SURFACE CONDITIONS ON TITAN THROUGH A DUNE-PATTERN ANALYSIS (Invited Presentation)


MARVIN, Michael1, LAPOTRE, Mathieu1, RADEBAUGH, Jani2, BO, Wen3, DAY, Mackenzie D.4, GUNN, Andrew5 and SOTO, Alejandro6, (1)Department of Earth and Planetary Sciences, Stanford University, 450 Jane Stanford Way, Stanford, CA 94305, (2)Brigham Young UniversityDepartment of Geosciences, S389 ESC, Provo, UT 84602-4703, (3)Department of the Geophysical Sciences, Chicago, IL 60637, (4)Department of Earth, Planetary, and Space Sciences, University of California Los Angeles, Los Angeles, CA 90095, (5)School of Earth, Atmosphere & Environment, Monash University, Melbourne, Australia, (6)Southwest Research Institute, Boulder, CO 80302

Patterns formed by the crestlines of windblown sand dunes are visible from orbit on many planetary bodies of the Solar System. Despite wide-ranging boundary conditions (i.e., gravity, atmospheric pressure, sediment size and density, etc.) across those planetary surfaces, fields of sand dunes display consistent geometries, and the patterns they form evolve through the same maturation process. Under constant wind and sediment conditions, dune patterns “coarsen”, i.e., dune size increases and crestline geometries and orientations become more uniform. However, a perfect pattern, without any crestline defects, is unlikely to exist in nature, due to, e.g., the finite extent of dune fields or climate oscillations. Dune fields that recently experienced known changes in boundary conditions display elevated spatial densities of pattern defects.
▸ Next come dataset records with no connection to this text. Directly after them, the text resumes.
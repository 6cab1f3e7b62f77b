//! On-disk metadata engine for SOFS14, a UNIX-style block-structured
//! filesystem built on top of a single regular file acting as a raw block
//! device.
//!
//! This crate implements exactly the core described in the specification:
//! the superblock, the inode table, the free-inode list, the free-cluster
//! repository, the per-inode data-cluster reference tree, and a directory
//! layer on top of it. It consumes a [`BlockDevice`] — *read block* /
//! *write block* plus *open*/*close* — and nothing more; the raw I/O
//! primitive, the write-back block cache, the mount driver and the CLI
//! wrappers are all external collaborators outside this crate.

mod balloc;
mod codec;
mod consistency;
mod data;
mod device;
mod dir;
mod error;
mod format;
mod fs;
mod ialloc;
mod ireftree;
mod itable;
mod layout;
mod perm;
mod superblock;

pub use crate::{
	consistency::{check as consistency_check, Defect},
	data::{
		ClusterRef, DirEntry, Inode, InodeNum, InodeRef, InodeType, MountStatus, Superblock,
		TimesOrLinks, CLUSTER_SIZE, DIRENTRY_NAME_LEN, DPC, IPB, N_DIRECT, RPC,
	},
	device::{BlockDevice, FileBlockDevice, RawIo},
	error::{Result, SofsError},
	format::format,
	fs::{Info, Sofs14},
	layout::{Geometry, BLOCK_SIZE},
	perm::{access_granted, Access},
};
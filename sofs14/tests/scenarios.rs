//! End-to-end scenarios seeded straight from the specification's own
//! worked examples, run against a mounted [`Sofs14`] handle rather than
//! against individual modules (those already have their own unit tests).

use std::io::Cursor;

use sofs14::{
    consistency_check, format, FileBlockDevice, Geometry, InodeNum, InodeType, Sofs14, SofsError,
    BLOCK_SIZE,
};

fn formatted(nblocks: u64, ninodes: u64, name: &str) -> FileBlockDevice<Cursor<Vec<u8>>> {
    let buf = vec![0u8; (nblocks * BLOCK_SIZE) as usize];
    let mut dev = FileBlockDevice::new(Cursor::new(buf), BLOCK_SIZE);
    format(&mut dev, nblocks, ninodes, name).unwrap();
    dev
}

/// Scenario 1: format a 19-block device with 16 inodes.
#[test]
fn scenario_1_format_geometry_and_free_counts() {
    let g = Geometry::compute(19, 16).unwrap();
    assert_eq!(g.itable_blocks, 2);
    assert_eq!(g.n_clusters_total, 4);
    assert_eq!(g.n_inodes, 16);

    let dev = formatted(19, 16, "vol");
    let mut fs = Sofs14::mount(dev).unwrap();
    let info = fs.info();
    assert_eq!(info.total_inodes, 16);
    assert_eq!(info.free_inodes, 15);
    assert_eq!(info.total_clusters, 4);
    assert_eq!(info.free_clusters, 3);

    let root = fs.stat(InodeNum::ROOT).unwrap();
    assert_eq!(root.kind(), Some(InodeType::Directory));
    assert_eq!(root.refcount, 2);

    let mut dev = fs.unmount().unwrap();
    let defects = consistency_check(&mut dev).unwrap();
    assert!(defects.is_empty(), "{defects:?}");
}

/// Scenario 2: drain the free-inode list, then free every inode back in
/// reverse order. The final free must leave every inode dirty (its prior
/// type bits retained) rather than clean, and freeing inode 0 is rejected.
#[test]
fn scenario_2_inode_allocate_free_fifo_cycle() {
    let dev = formatted(19, 16, "vol");
    let mut fs = Sofs14::mount(dev).unwrap();

    let mut created = Vec::new();
    for i in 0..15 {
        let n = fs
            .create(InodeNum::ROOT, &format!("f{i}"), 0, 0, 0o644)
            .unwrap();
        created.push(n);
    }
    assert_eq!(fs.info().free_inodes, 0);

    assert_eq!(
        fs.create(InodeNum::ROOT, "one-too-many", 0, 0, 0o644),
        Err(SofsError::NoSpace)
    );

    for (i, &n) in created.iter().enumerate().rev() {
        let before = fs.stat(n).unwrap();
        fs.unlink(InodeNum::ROOT, &format!("f{i}"), 0, 0).unwrap();
        let after = fs.stat(n).unwrap();
        assert!(after.is_free_dirty(), "{before:?} -> {after:?}");
        assert_eq!(after.kind(), before.kind());
    }

    assert_eq!(fs.info().free_inodes, 15);

    let mut dev = fs.unmount().unwrap();
    let defects = consistency_check(&mut dev).unwrap();
    assert!(defects.is_empty(), "{defects:?}");
}

/// Scenario 3: cross both the single- and double-indirect boundaries for
/// one inode's cluster references, then release them again. The indices
/// used here are derived from this implementation's actual `N_DIRECT`/
/// `RPC` (the spec's own worked numbers assume a different, illustrative
/// geometry), but the invariant under test is the one the scenario names:
/// free-cluster accounting round-trips exactly once the inode is cleaned.
#[test]
fn scenario_3_cluster_reference_tree_crosses_indirect_boundaries() {
    let n_direct = sofs14::N_DIRECT as u64;
    let rpc = sofs14::RPC as u64;
    let last_single = n_direct + rpc - 1;
    let first_double = n_direct + rpc;

    let nblocks = (first_double + 4) * 4 + 200;
    let dev = formatted(nblocks, 8, "vol");
    let mut fs = Sofs14::mount(dev).unwrap();

    let n = fs.create(InodeNum::ROOT, "big", 0, 0, 0o644).unwrap();
    let free_before = fs.info().free_clusters;

    let payload = sofs14::CLUSTER_SIZE as u64 - 12;
    for logical in [0u64, 1, n_direct, last_single, first_double] {
        fs.write(n, logical * payload, b"x").unwrap();
    }

    let mid = fs.stat(n).unwrap();
    assert!(
        mid.cluster_count >= 5 + 2,
        "expected the 5 data clusters plus at least an i1 and an i2 index cluster, got {}",
        mid.cluster_count
    );
    assert!(fs.info().free_clusters < free_before);

    fs.unlink(InodeNum::ROOT, "big", 0, 0).unwrap();
    assert_eq!(fs.info().free_clusters, free_before);
}

/// Scenario 4: build a small directory hierarchy, rename within it,
/// remove everything, and check the refcount invariant at every step.
#[test]
fn scenario_4_directory_hierarchy_rename_and_removal() {
    let dev = formatted(200, 32, "vol");
    let mut fs = Sofs14::mount(dev).unwrap();

    let a = fs.mkdir(InodeNum::ROOT, "a", 0, 0, 0o755).unwrap();
    let b = fs.mkdir(a, "b", 0, 0, 0o755).unwrap();
    let _c = fs.mkdir(a, "c", 0, 0, 0o755).unwrap();
    let f1 = fs.create(b, "f1", 0, 0, 0o644).unwrap();
    let _f2 = fs.create(b, "f2", 0, 0, 0o644).unwrap();
    let _f3 = fs.create(a, "f3", 0, 0, 0o644).unwrap();
    let _s = fs.symlink(a, "s", "b/f1", 0, 0).unwrap();

    assert_eq!(fs.stat(a).unwrap().refcount, 2 + 2); // "." + ".." + b + c
    assert_eq!(fs.stat(b).unwrap().refcount, 2); // "." + ".."

    fs.rename(b, "f1", a, "f1-renamed").unwrap();
    assert_eq!(fs.lookup(a, "f1-renamed").unwrap(), f1);

    fs.rename(a, "c", a, "c-renamed").unwrap();

    assert_eq!(
        fs.rename(a, ".", a, "whatever"),
        Err(SofsError::InvalidArgument)
    );

    // tear it all back down
    fs.unlink(a, "s", 0, 0).unwrap();
    fs.unlink(a, "f3", 0, 0).unwrap();
    fs.unlink(a, "f1-renamed", 0, 0).unwrap();
    fs.unlink(b, "f2", 0, 0).unwrap();
    fs.rmdir(a, "c-renamed", 0, 0).unwrap();
    fs.rmdir(a, "b", 0, 0).unwrap();
    fs.rmdir(InodeNum::ROOT, "a", 0, 0).unwrap();

    let root = fs.stat(InodeNum::ROOT).unwrap();
    assert_eq!(root.refcount, 2);

    let mut dev = fs.unmount().unwrap();
    let defects = consistency_check(&mut dev).unwrap();
    assert!(defects.is_empty(), "{defects:?}");
}

/// Scenario 5: resolve a path through exactly one symlink hop, and reject
/// a chain that needs two.
#[test]
fn scenario_5_path_resolution_through_symlinks() {
    let dev = formatted(200, 32, "vol");
    let mut fs = Sofs14::mount(dev).unwrap();

    let a = fs.mkdir(InodeNum::ROOT, "a", 0, 0, 0o755).unwrap();
    let b = fs.mkdir(a, "b", 0, 0, 0o755).unwrap();
    let x = fs.create(b, "x", 0, 0, 0o644).unwrap();
    fs.symlink(InodeNum::ROOT, "s", "a", 0, 0).unwrap();

    assert_eq!(fs.resolve("/s/b/x").unwrap(), x);

    // a chain of two symlinks in a row is one hop too many
    fs.symlink(InodeNum::ROOT, "s2", "s", 0, 0).unwrap();
    assert_eq!(fs.resolve("/s2/b/x"), Err(SofsError::TooManySymlinks));
}

/// Scenario 6: write and read back a 1 MiB file on a device with at least
/// 2,500 clusters.
#[test]
fn scenario_6_large_file_write_and_read_back() {
    let nblocks = 2_600 * 4 + 100;
    let dev = formatted(nblocks, 64, "vol");
    let mut fs = Sofs14::mount(dev).unwrap();

    let n = fs.create(InodeNum::ROOT, "big", 0, 0, 0o644).unwrap();
    let size = 1024 * 1024usize;
    let mut data = vec![0u8; size];
    for (i, b) in data.iter_mut().enumerate() {
        *b = (i % 251) as u8;
    }

    fs.write(n, 0, &data).unwrap();
    let mut readback = vec![0u8; size];
    let read = fs.read(n, 0, &mut readback).unwrap();
    assert_eq!(read, size);
    assert_eq!(readback, data);

    let payload_per_cluster = sofs14::CLUSTER_SIZE as u64 - 12;
    let data_clusters = (size as u64).div_ceil(payload_per_cluster);
    let inode = fs.stat(n).unwrap();
    assert!(
        u64::from(inode.cluster_count) >= data_clusters,
        "cluster_count {} should be at least the {} data clusters the payload needs",
        inode.cluster_count,
        data_clusters
    );
}
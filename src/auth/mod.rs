/// Authentication utilities
///
/// # Modules
///
/// - [`password`]: Argon2id password hashing and strength validation
/// - [`jwt`]: Signed session token issuance and verification
/// - [`middleware`]: Bearer-token layer guarding the task routes
///
/// Tokens are bearer credentials: any holder is treated as the identified
/// user, with no additional binding such as IP or device checks.

pub mod jwt;
pub mod middleware;
pub mod password;
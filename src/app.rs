/// Application state and router builder
///
/// This module defines the shared application state and provides
/// a function to build the Axum router with all routes and middleware.
/// Services are constructed once at startup and threaded through the
/// router explicitly; nothing lives in ambient global state.
///
/// # Example
///
/// ```no_run
/// use taskbox::{app::AppState, config::Config, db};
///
/// # async fn example() -> anyhow::Result<()> {
/// let config = Config::from_env()?;
/// let pool = db::create_pool(&config.database).await?;
/// let state = AppState::new(pool, config);
/// let app = taskbox::app::build_router(state);
/// # Ok(())
/// # }
/// ```

use crate::{auth::middleware::require_auth, routes};
use axum::{
    routing::{delete, get, patch, post, put},
    Router,
};
use sqlx::SqlitePool;
use std::sync::Arc;
use tower::Layer as _;
use tower_http::{
    cors::CorsLayer,
    normalize_path::{NormalizePath, NormalizePathLayer},
    trace::{DefaultMakeSpan, DefaultOnResponse, TraceLayer},
};
use tracing::Level;

use crate::config::Config;

/// Shared application state
///
/// This is cloned for each request handler via Axum's `State` extractor.
/// Uses Arc internally for cheap cloning.
#[derive(Clone)]
pub struct AppState {
    /// Database connection pool
    pub db: SqlitePool,

    /// Application configuration
    pub config: Arc<Config>,
}

impl AppState {
    /// Creates new application state
    pub fn new(db: SqlitePool, config: Config) -> Self {
        Self {
            db,
            config: Arc::new(config),
        }
    }

    /// Gets the token signing secret
    pub fn jwt_secret(&self) -> &str {
        &self.config.jwt.secret
    }
}

/// Builds the complete Axum router with all routes and middleware
///
/// # Architecture
///
/// ```text
/// /
/// ├── /health                   # Health check (public)
/// ├── /auth/                    # Authentication (public)
/// │   ├── POST /register
/// │   └── POST /login
/// └── /tasks/                   # Task CRUD (bearer token required)
///     ├── POST   /
///     ├── GET    /
///     ├── PUT    /:id
///     ├── DELETE /:id
///     └── PATCH  /:id/done
/// ```
///
/// The bearer-token layer wraps only the `/tasks` subtree, so every task
/// route rejects unauthenticated requests uniformly before its handler
/// (or any storage access) runs.
///
/// The router is wrapped in `NormalizePathLayer` so `/tasks/` and `/tasks`
/// resolve to the same routes. Routing runs before router-level layers,
/// so the normalization must wrap the router from the outside; callers
/// serve it via `axum::ServiceExt::into_make_service` (see `main.rs`).
pub fn build_router(state: AppState) -> NormalizePath<Router> {
    // Health check (public, no auth)
    let health_routes = Router::new().route("/health", get(routes::health::health_check));

    // Auth routes (public, no auth required)
    let auth_routes = Router::new()
        .route("/register", post(routes::auth::register))
        .route("/login", post(routes::auth::login));

    // Task routes (require a valid bearer token)
    let task_routes = Router::new()
        .route("/", post(routes::tasks::add_task))
        .route("/", get(routes::tasks::list_tasks))
        .route("/:id", put(routes::tasks::update_task))
        .route("/:id", delete(routes::tasks::delete_task))
        .route("/:id/done", patch(routes::tasks::mark_task_done))
        .layer(axum::middleware::from_fn_with_state(
            state.clone(),
            require_auth,
        ));

    let router = Router::new()
        .merge(health_routes)
        .nest("/auth", auth_routes)
        .nest("/tasks", task_routes)
        .layer(
            TraceLayer::new_for_http()
                .make_span_with(DefaultMakeSpan::new().level(Level::INFO))
                .on_response(DefaultOnResponse::new().level(Level::INFO)),
        )
        .layer(CorsLayer::permissive())
        .with_state(state);

    NormalizePathLayer::trim_trailing_slash().layer(router)
}
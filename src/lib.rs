//! # Taskbox API Server
//!
//! A minimal multi-user task-tracking HTTP API. Users register and log in,
//! then manage a private list of tasks (create, list, update, mark done,
//! delete). Every task is visible only to its owner.
//!
//! ## Modules
//!
//! - `app`: Application state and router builder
//! - `config`: Configuration management
//! - `db`: Database pool and migrations
//! - `error`: Error handling and HTTP response mapping
//! - `auth`: Password hashing, session tokens, bearer-token middleware
//! - `models`: Database models (users, tasks)
//! - `routes`: API route handlers

pub mod app;
pub mod auth;
pub mod config;
pub mod db;
pub mod error;
pub mod models;
pub mod routes;
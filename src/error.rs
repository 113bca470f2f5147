/// Error handling for the API server
///
/// This module provides a unified error type that maps to HTTP responses.
/// All handlers return `Result<T, ApiError>` which automatically converts
/// to the appropriate HTTP status code with a JSON `{"message": ...}` body.

use axum::{
    http::StatusCode,
    response::{IntoResponse, Response},
    Json,
};
use serde::{Deserialize, Serialize};
use std::fmt;

use crate::auth::{jwt::JwtError, password::PasswordError};

/// API result type alias
pub type ApiResult<T> = Result<T, ApiError>;

/// Unified API error type
#[derive(Debug)]
pub enum ApiError {
    /// Bad request (400)
    BadRequest(String),

    /// Unauthorized (401)
    Unauthorized(String),

    /// Not found (404)
    NotFound(String),

    /// Duplicate username. Responds 400 rather than 409: existing clients
    /// expect 400 for this case.
    Conflict(String),

    /// Internal server error (500)
    InternalError(String),
}

/// Error response format
///
/// Every failure surfaces as `{"message": ...}` with no internal detail.
#[derive(Debug, Serialize, Deserialize)]
pub struct ErrorResponse {
    /// Human-readable error message
    pub message: String,
}

impl fmt::Display for ApiError {
    fn fmt(&self, f: &mut fmt::Formatter<'_>) -> fmt::Result {
        match self {
            ApiError::BadRequest(msg) => write!(f, "Bad request: {}", msg),
            ApiError::Unauthorized(msg) => write!(f, "Unauthorized: {}", msg),
            ApiError::NotFound(msg) => write!(f, "Not found: {}", msg),
            ApiError::Conflict(msg) => write!(f, "Conflict: {}", msg),
            ApiError::InternalError(msg) => write!(f, "Internal error: {}", msg),
        }
    }
}

impl std::error::Error for ApiError {}

impl IntoResponse for ApiError {
    fn into_response(self) -> Response {
        let (status, message) = match self {
            ApiError::BadRequest(msg) => (StatusCode::BAD_REQUEST, msg),
            ApiError::Unauthorized(msg) => (StatusCode::UNAUTHORIZED, msg),
            ApiError::NotFound(msg) => (StatusCode::NOT_FOUND, msg),
            ApiError::Conflict(msg) => (StatusCode::BAD_REQUEST, msg),
            ApiError::InternalError(msg) => {
                // Log internal errors but don't expose details to clients
                tracing::error!("Internal error: {}", msg);
                (
                    StatusCode::INTERNAL_SERVER_ERROR,
                    "An internal error occurred".to_string(),
                )
            }
        };

        (status, Json(ErrorResponse { message })).into_response()
    }
}

/// Convert sqlx errors to API errors
impl From<sqlx::Error> for ApiError {
    fn from(err: sqlx::Error) -> Self {
        match err {
            sqlx::Error::RowNotFound => ApiError::NotFound("Resource not found".to_string()),
            sqlx::Error::Database(db_err) => {
                // The SQLite driver reports unique violations through the
                // error message; this is the storage-level backstop for
                // concurrent registrations with the same username.
                if db_err.message().contains("UNIQUE constraint failed: users.username") {
                    return ApiError::Conflict("Username already taken".to_string());
                }

                ApiError::InternalError(format!("Database error: {}", db_err))
            }
            _ => ApiError::InternalError(format!("Database error: {}", err)),
        }
    }
}

/// Convert password errors to API errors
impl From<PasswordError> for ApiError {
    fn from(err: PasswordError) -> Self {
        ApiError::InternalError(format!("Password operation failed: {}", err))
    }
}

/// Convert token errors to API errors
impl From<JwtError> for ApiError {
    fn from(err: JwtError) -> Self {
        match err {
            JwtError::Expired => ApiError::Unauthorized("Token expired".to_string()),
            _ => ApiError::Unauthorized(format!("Invalid token: {}", err)),
        }
    }
}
As a result, dune field patterns encode information about the field’s recent history of environmental conditions. First, we demonstrate how to decipher that information from an analysis of 46 dune fields on Earth and Mars from high-resolution satellite images. Second, we apply dune-pattern analysis to Titan. Titan’s equatorial dune fields present uniquely long and nearly continuous sediment transport pathways, minimizing the role of dune-field boundaries on dune-pattern statistics. As a result, dune-field pattern analysis may provide critical insights into wind and sediment conditions around Titan’s equatorial regions. Specifically, we use a database of over 30,000 digitized dune crests to investigate dune-pattern statistics across Titan’s four largest dune fields – Fensal, Senkyo, Belet, and Shangri-La. Our findings highlight that the radar-bright Xanadu region interrupts dune-pattern maturation and exerts a strong control on the dune-fields’ boundary conditions. At the conference, we will discuss the possible influence of Xanadu on sediment supply and availability.